▸ Work request
Word for word, reproduce every line of the data.

Saved entries:
BEGIN

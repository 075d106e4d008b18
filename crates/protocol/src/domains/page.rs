//! `Page` domain.

use std::path::Path;

use base64::Engine as _;
use base64::engine::general_purpose::STANDARD;
use serde::{Deserialize, Serialize};

use crate::method::{Method, NoParams, ProtocolEvent, Void};

/// `Page.enable`: start emitting page lifecycle events.
pub struct Enable;

impl Method for Enable {
	const NAME: &'static str = "Page.enable";
	type Params = NoParams;
	type Returns = Void;
}

/// `Page.navigate`.
pub struct Navigate;

#[derive(Debug, Clone, Serialize)]
#[serde(rename_all = "camelCase")]
pub struct NavigateParams {
	pub url: String,
	#[serde(skip_serializing_if = "Option::is_none")]
	pub referrer: Option<String>,
}

impl NavigateParams {
	pub fn new(url: impl Into<String>) -> Self {
		Self {
			url: url.into(),
			referrer: None,
		}
	}
}

#[derive(Debug, Clone, Deserialize)]
#[serde(rename_all = "camelCase")]
pub struct NavigateReturns {
	pub frame_id: String,
	#[serde(default)]
	pub loader_id: Option<String>,
	/// Set when the navigation failed before a document was committed.
	#[serde(default)]
	pub error_text: Option<String>,
}

impl Method for Navigate {
	const NAME: &'static str = "Page.navigate";
	type Params = NavigateParams;
	type Returns = NavigateReturns;
}

/// Image encoding for [`CaptureScreenshot`].
#[derive(Debug, Clone, Copy, Default, PartialEq, Eq, Serialize, Deserialize)]
#[serde(rename_all = "lowercase")]
pub enum ScreenshotFormat {
	#[default]
	Png,
	Jpeg,
}

impl ScreenshotFormat {
	/// Picks the format from a file extension, defaulting to PNG.
	pub fn from_path(path: &Path) -> Self {
		match path
			.extension()
			.and_then(|ext| ext.to_str())
			.map(str::to_ascii_lowercase)
			.as_deref()
		{
			Some("jpg" | "jpeg") => ScreenshotFormat::Jpeg,
			_ => ScreenshotFormat::Png,
		}
	}
}

/// `Page.captureScreenshot`.
pub struct CaptureScreenshot;

#[derive(Debug, Clone, Default, Serialize)]
#[serde(rename_all = "camelCase")]
pub struct CaptureScreenshotParams {
	#[serde(skip_serializing_if = "Option::is_none")]
	pub format: Option<ScreenshotFormat>,
	/// JPEG quality in `0..=100`.
	#[serde(skip_serializing_if = "Option::is_none")]
	pub quality: Option<u8>,
}

#[derive(Debug, Clone, Deserialize)]
pub struct CaptureScreenshotReturns {
	/// Base64-encoded image.
	pub data: String,
}

impl CaptureScreenshotReturns {
	/// Decodes the base64 image data.
	pub fn decode_data(&self) -> Result<Vec<u8>, base64::DecodeError> {
		STANDARD.decode(&self.data)
	}
}

impl Method for CaptureScreenshot {
	const NAME: &'static str = "Page.captureScreenshot";
	type Params = CaptureScreenshotParams;
	type Returns = CaptureScreenshotReturns;
}

/// `Page.loadEventFired`.
#[derive(Debug, Clone, Deserialize)]
pub struct LoadEventFired {
	#[serde(default)]
	pub timestamp: f64,
}

impl ProtocolEvent for LoadEventFired {
	const NAME: &'static str = "Page.loadEventFired";
}

/// `Page.domContentEventFired`.
#[derive(Debug, Clone, Deserialize)]
pub struct DomContentEventFired {
	#[serde(default)]
	pub timestamp: f64,
}

impl ProtocolEvent for DomContentEventFired {
	const NAME: &'static str = "Page.domContentEventFired";
}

END

▸ Response to this task
repository 075d106e4d008b18
filename crates/protocol/src/domains/page.rs
//! `Page` domain.

use std::path::Path;

use base64::Engine as _;
use base64::engine::general_purpose::STANDARD;
use serde::{Deserialize, Serialize};

use crate::method::{Method, NoParams, ProtocolEvent, Void};

/// `Page.enable`: start emitting page lifecycle events.
pub struct Enable;

impl Method for Enable {
	const NAME: &'static str = "Page.enable";
	type Params = NoParams;
	type Returns = Void;
}

/// `Page.navigate`.
pub struct Navigate;

#[derive(Debug, Clone, Serialize)]
#[serde(rename_all = "camelCase")]
pub struct NavigateParams {
	pub url: String,
	#[serde(skip_serializing_if = "Option::is_none")]
	pub referrer: Option<String>,
}

impl NavigateParams {
	pub fn new(url: impl Into<String>) -> Self {
		Self {
			url: url.into(),
			referrer: None,
		}
	}
}

#[derive(Debug, Clone, Deserialize)]
#[serde(rename_all = "camelCase")]
pub struct NavigateReturns {
	pub frame_id: String,
	#[serde(default)]
	pub loader_id: Option<String>,
	/// Set when the navigation failed before a document was committed.
	#[serde(default)]
	pub error_text: Option<String>,
}

impl Method for Navigate {
	const NAME: &'static str = "Page.navigate";
	type Params = NavigateParams;
	type Returns = NavigateReturns;
}

/// Image encoding for [`CaptureScreenshot`].
#[derive(Debug, Clone, Copy, Default, PartialEq, Eq, Serialize, Deserialize)]
#[serde(rename_all = "lowercase")]
pub enum ScreenshotFormat {
	#[default]
	Png,
	Jpeg,
}

impl ScreenshotFormat {
	/// Picks the format from a file extension, defaulting to PNG.
	pub fn from_path(path: &Path) -> Self {
		match path
			.extension()
			.and_then(|ext| ext.to_str())
			.map(str::to_ascii_lowercase)
			.as_deref()
		{
			Some("jpg" | "jpeg") => ScreenshotFormat::Jpeg,
			_ => ScreenshotFormat::Png,
		}
	}
}

/// `Page.captureScreenshot`.
pub struct CaptureScreenshot;

#[derive(Debug, Clone, Default, Serialize)]
#[serde(rename_all = "camelCase")]
pub struct CaptureScreenshotParams {
	#[serde(skip_serializing_if = "Option::is_none")]
	pub format: Option<ScreenshotFormat>,
	/// JPEG quality in `0..=100`.
	#[serde(skip_serializing_if = "Option::is_none")]
	pub quality: Option<u8>,
}

#[derive(Debug, Clone, Deserialize)]
pub struct CaptureScreenshotReturns {
	/// Base64-encoded image.
	pub data: String,
}

impl CaptureScreenshotReturns {
	/// Decodes the base64 image data.
	pub fn decode_data(&self) -> Result<Vec<u8>, base64::DecodeError> {
		STANDARD.decode(&self.data)
	}
}

impl Method for CaptureScreenshot {
	const NAME: &'static str = "Page.captureScreenshot";
	type Params = CaptureScreenshotParams;
	type Returns = CaptureScreenshotReturns;
}

/// `Page.loadEventFired`.
#[derive(Debug, Clone, Deserialize)]
pub struct LoadEventFired {
	#[serde(default)]
	pub timestamp: f64,
}

impl ProtocolEvent for LoadEventFired {
	const NAME: &'static str = "Page.loadEventFired";
}

/// `Page.domContentEventFired`.
#[derive(Debug, Clone, Deserialize)]
pub struct DomContentEventFired {
	#[serde(default)]
	pub timestamp: f64,
}

impl ProtocolEvent for DomContentEventFired {
	const NAME: &'static str = "Page.domContentEventFired";
}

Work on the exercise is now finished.